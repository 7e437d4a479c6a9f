use crate::demo::{run_demo, run_month_view, run_week_view, DemoArgs, MonthArgs, WeekArgs};
use crate::server;
use clap::{Args, Parser, Subcommand};
use ke_academy::error::AppError;

#[derive(Parser, Debug)]
#[command(
    name = "KE Academy API",
    about = "Run the KE Academy website backend or inspect timetables from the command line",
    version
)]
struct Cli {
    #[command(subcommand)]
    command: Option<Command>,
}

#[derive(Subcommand, Debug)]
enum Command {
    /// Start the HTTP service (default command)
    Serve(ServeArgs),
    /// Render campus timetables without starting the server
    Timetable {
        #[command(subcommand)]
        command: TimetableCommand,
    },
    /// Run a CLI demo covering timetable rendering and inquiry intake
    Demo(DemoArgs),
}

#[derive(Subcommand, Debug)]
enum TimetableCommand {
    /// Print one week of classes for a campus
    Week(WeekArgs),
    /// Print a month overview for a campus
    Month(MonthArgs),
}

#[derive(Args, Debug, Default)]
pub(crate) struct ServeArgs {
    /// Override the configured host for the HTTP server
    #[arg(long)]
    pub(crate) host: Option<String>,
    /// Override the configured port for the HTTP server
    #[arg(long)]
    pub(crate) port: Option<u16>,
}

pub(crate) async fn run() -> Result<(), AppError> {
    let cli = Cli::parse();
    let command = cli
        .command
        .unwrap_or_else(|| Command::Serve(ServeArgs::default()));

    match command {
        Command::Serve(args) => server::run(args).await,
        Command::Timetable {
            command: TimetableCommand::Week(args),
        } => run_week_view(args),
        Command::Timetable {
            command: TimetableCommand::Month(args),
        } => run_month_view(args),
        Command::Demo(args) => run_demo(args),
    }
}
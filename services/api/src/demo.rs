use crate::infra::parse_date;
use chrono::{Datelike, NaiveDate};
use clap::Args;
use std::sync::Arc;

use ke_academy::config::AppConfig;
use ke_academy::error::AppError;
use ke_academy::inquiry::mailer::text_body;
use ke_academy::inquiry::{validate, InquiryService, InquirySubmission, ValidationPolicy};
use ke_academy::schedule::{
    entries_for_day, month_grid, monday_of, week_dates, day_has_classes, CampusTimetable,
    FixedClock, ReferenceClock, ScheduleCatalog, ScheduleNavigator, SystemClock,
};

#[derive(Args, Debug)]
pub(crate) struct WeekArgs {
    /// Campus id to render
    #[arg(long)]
    pub(crate) campus: u32,
    /// Any date inside the requested week (YYYY-MM-DD, defaults to today)
    #[arg(long, value_parser = parse_date)]
    pub(crate) date: Option<NaiveDate>,
}

#[derive(Args, Debug)]
pub(crate) struct MonthArgs {
    /// Campus id to render
    #[arg(long)]
    pub(crate) campus: u32,
    /// Year to render (defaults to the current year)
    #[arg(long)]
    pub(crate) year: Option<i32>,
    /// Month to render, 1-12 (defaults to the current month)
    #[arg(long, value_parser = clap::value_parser!(u32).range(1..=12))]
    pub(crate) month: Option<u32>,
}

#[derive(Args, Debug, Default)]
pub(crate) struct DemoArgs {
    /// Campus id for the timetable portion (defaults to the first tab)
    #[arg(long)]
    pub(crate) campus: Option<u32>,
    /// Pretend today is this date (YYYY-MM-DD)
    #[arg(long, value_parser = parse_date)]
    pub(crate) today: Option<NaiveDate>,
}

fn navigator(today: Option<NaiveDate>) -> Result<ScheduleNavigator, AppError> {
    let config = AppConfig::load()?;
    let timezone = config.schedule.reference_timezone;
    let clock: Arc<dyn ReferenceClock> = match today {
        Some(date) => Arc::new(FixedClock::for_reference_date(date, timezone)),
        None => Arc::new(SystemClock),
    };
    Ok(ScheduleNavigator::new(clock, timezone))
}

pub(crate) fn run_week_view(args: WeekArgs) -> Result<(), AppError> {
    let catalog = ScheduleCatalog::embedded()?;
    let navigator = navigator(None)?;

    let Some(timetable) = catalog.timetable_for(args.campus) else {
        println!("No timetable published for campus {}", args.campus);
        return Ok(());
    };

    let monday = monday_of(args.date.unwrap_or_else(|| navigator.reference_today()));
    render_week(timetable, monday, &navigator);
    Ok(())
}

pub(crate) fn run_month_view(args: MonthArgs) -> Result<(), AppError> {
    let catalog = ScheduleCatalog::embedded()?;
    let navigator = navigator(None)?;

    let Some(timetable) = catalog.timetable_for(args.campus) else {
        println!("No timetable published for campus {}", args.campus);
        return Ok(());
    };

    let today = navigator.reference_today();
    let year = args.year.unwrap_or_else(|| today.year());
    let month = args.month.unwrap_or_else(|| today.month());
    render_month(timetable, year, month, &navigator);
    Ok(())
}

pub(crate) fn run_demo(args: DemoArgs) -> Result<(), AppError> {
    let catalog = ScheduleCatalog::embedded()?;
    let navigator = navigator(args.today)?;

    let campus_id = args
        .campus
        .unwrap_or_else(|| catalog.default_visible_ids()[0]);

    println!("KE Academy backend demo");
    match catalog.timetable_for(campus_id) {
        Some(timetable) => {
            render_week(timetable, navigator.monday_of_current_week(), &navigator);
        }
        None => println!("No timetable published for campus {campus_id}"),
    }

    println!("\nInquiry validation demo");
    let incomplete = InquirySubmission {
        full_name: "Jane Doe".to_string(),
        email: "jane@example".to_string(),
        phone: "41234".to_string(),
        country_code: Some("AU".to_string()),
        campus: Some("KE Castle Hill".to_string()),
        course: None,
        message: None,
    };
    let report = validate(&incomplete, &ValidationPolicy::authoritative());
    println!("Incomplete submission rejected with {} issue(s):", report.len());
    for (field, issue) in report.iter() {
        println!("  - {}: {}", field.payload_name(), issue.message);
    }

    let complete = InquirySubmission {
        email: "jane@example.com".to_string(),
        phone: "412345678".to_string(),
        course: Some("Mathematics".to_string()),
        message: Some("Looking for a term 2 enrolment.".to_string()),
        ..incomplete
    };
    let service = InquiryService::new(
        Arc::new(PrintMailer),
        Arc::new(SystemClock),
        navigator.timezone(),
    );
    match service.submit(complete) {
        Ok(()) => {}
        Err(err) => println!("Submission failed: {err}"),
    }

    Ok(())
}

struct PrintMailer;

impl ke_academy::inquiry::ContactMailer for PrintMailer {
    fn send(
        &self,
        email: &ke_academy::inquiry::ContactEmail,
    ) -> Result<(), ke_academy::inquiry::MailerError> {
        println!("Notification email preview:\n{}", text_body(email));
        Ok(())
    }
}

fn render_week(timetable: &CampusTimetable, monday: NaiveDate, navigator: &ScheduleNavigator) {
    println!(
        "{} - week of {}",
        timetable.campus_name,
        monday.format("%-d %B %Y")
    );
    for date in week_dates(monday) {
        let marker = if navigator.is_today(date) { " (today)" } else { "" };
        println!("{}{}", date.format("%a %-d %b"), marker);
        let entries = entries_for_day(&timetable.entries, date.weekday().num_days_from_sunday());
        if entries.is_empty() {
            println!("  no classes");
        } else {
            for entry in entries {
                println!(
                    "  {} - {}  {}",
                    entry.start_time, entry.end_time, entry.course_name
                );
            }
        }
    }
}

fn render_month(timetable: &CampusTimetable, year: i32, month: u32, navigator: &ScheduleNavigator) {
    let Some(grid) = month_grid(year, month) else {
        println!("{year}-{month} is not a valid month");
        return;
    };
    let heading = NaiveDate::from_ymd_opt(year, month, 1)
        .map(|first| first.format("%B %Y").to_string())
        .unwrap_or_else(|| format!("{year}-{month}"));
    println!("{} - {}", timetable.campus_name, heading);
    println!("Mon Tue Wed Thu Fri Sat Sun");

    for week in grid {
        let mut row = String::new();
        for cell in week {
            match cell {
                Some(day) => {
                    let date = NaiveDate::from_ymd_opt(year, month, day);
                    let today = date.is_some_and(|d| navigator.is_today(d));
                    let classes = day_has_classes(year, month, day, &timetable.entries);
                    let mark = match (today, classes) {
                        (true, _) => '#',
                        (false, true) => '*',
                        (false, false) => ' ',
                    };
                    row.push_str(&format!("{day:>3}{mark}"));
                }
                None => row.push_str("    "),
            }
        }
        println!("{}", row.trim_end());
    }
    println!("(* class day, # today)");
}
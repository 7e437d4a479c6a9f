//! The email collaborator contract and the notification body renderers.
//!
//! Transport is deliberately out of scope here: the service only promises to
//! hand a fully validated, normalized [`ContactEmail`] to whatever implements
//! [`ContactMailer`] and to translate failures into the opaque 500 response.

use super::domain::ContactEmail;

#[derive(Debug, thiserror::Error)]
pub enum MailerError {
    #[error("mail transport rejected the message: {0}")]
    Transport(String),
    #[error("mailer is not configured")]
    NotConfigured,
}

/// Anything able to deliver an inquiry notification.
pub trait ContactMailer: Send + Sync {
    fn send(&self, email: &ContactEmail) -> Result<(), MailerError>;
}

/// Subject line for an inquiry notification.
pub fn subject() -> String {
    "[KE Academy] New Get in Touch Submission".to_string()
}

/// Plain-text body mirroring the notification layout the office is used to.
pub fn text_body(email: &ContactEmail) -> String {
    let mut lines = vec![
        "New Get in Touch Form Submission".to_string(),
        "================================".to_string(),
        String::new(),
        format!("Submission Time: {}", email.timestamp),
        String::new(),
        "CONTACT INFORMATION".to_string(),
        "--------------------".to_string(),
        format!("Full Name: {}", email.full_name),
        format!("Email: {}", email.email),
        format!("Phone: {} {}", email.dial_code, email.phone),
        String::new(),
    ];

    if email.campus.is_some() || email.course.is_some() {
        lines.push("INTEREST DETAILS".to_string());
        lines.push("----------------".to_string());
        if let Some(campus) = &email.campus {
            lines.push(format!("Campus: {campus}"));
        }
        if let Some(course) = &email.course {
            lines.push(format!("Course: {course}"));
        }
        lines.push(String::new());
    }

    if let Some(message) = &email.message {
        lines.push("MESSAGE".to_string());
        lines.push("-------".to_string());
        lines.push(message.clone());
        lines.push(String::new());
    }

    lines.push("================================".to_string());
    lines.push("This email was sent from the KE Academy website contact form.".to_string());

    lines.join("\n")
}

/// HTML body. Field values are entity-escaped; everything else is ours.
pub fn html_body(email: &ContactEmail) -> String {
    let mut sections = String::new();

    sections.push_str(&format!(
        "<div class=\"section\"><div class=\"section-title\">Contact Information</div>\
         <div class=\"field\"><span class=\"field-label\">Full Name:</span> {}</div>\
         <div class=\"field\"><span class=\"field-label\">Email:</span> \
         <a href=\"mailto:{email_href}\">{email_text}</a></div>\
         <div class=\"field\"><span class=\"field-label\">Phone:</span> {} {}</div></div>",
        escape_html(&email.full_name),
        escape_html(&email.dial_code),
        escape_html(&email.phone),
        email_href = escape_html(&email.email),
        email_text = escape_html(&email.email),
    ));

    if email.campus.is_some() || email.course.is_some() {
        sections.push_str("<div class=\"section\"><div class=\"section-title\">Interest Details</div>");
        if let Some(campus) = &email.campus {
            sections.push_str(&format!(
                "<div class=\"field\"><span class=\"field-label\">Campus:</span> {}</div>",
                escape_html(campus)
            ));
        }
        if let Some(course) = &email.course {
            sections.push_str(&format!(
                "<div class=\"field\"><span class=\"field-label\">Course:</span> {}</div>",
                escape_html(course)
            ));
        }
        sections.push_str("</div>");
    }

    if let Some(message) = &email.message {
        sections.push_str(&format!(
            "<div class=\"section\"><div class=\"section-title\">Message</div>\
             <div class=\"message-box\">{}</div></div>",
            escape_html(message)
        ));
    }

    format!(
        "<!DOCTYPE html><html><head><meta charset=\"utf-8\"></head><body>\
         <div class=\"container\">\
         <div class=\"header\"><h1>New Contact Form Submission</h1>\
         <p>Someone has reached out through the KE Academy website</p></div>\
         <div class=\"content\">\
         <div class=\"timestamp\">Submitted on: <strong>{}</strong></div>\
         {sections}\
         <div class=\"footer\">This email was sent from the KE Academy website \
         contact form.<br>You can reply directly to this email to respond to \
         the sender.</div>\
         </div></div></body></html>",
        escape_html(&email.timestamp),
    )
}

fn escape_html(value: &str) -> String {
    let mut escaped = String::with_capacity(value.len());
    for ch in value.chars() {
        match ch {
            '&' => escaped.push_str("&amp;"),
            '<' => escaped.push_str("&lt;"),
            '>' => escaped.push_str("&gt;"),
            '"' => escaped.push_str("&quot;"),
            '\'' => escaped.push_str("&#39;"),
            other => escaped.push(other),
        }
    }
    escaped
}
━━━━━━━━━━
The lines to return are those in the entries above that include "None".

**RESPONSE BELOW**:
        None => Arc::new(SystemClock),
    let navigator = navigator(None)?;
    let navigator = navigator(None)?;
        None => println!("No timetable published for campus {campus_id}"),
        course: None,
        message: None,
                None => row.push_str("    "),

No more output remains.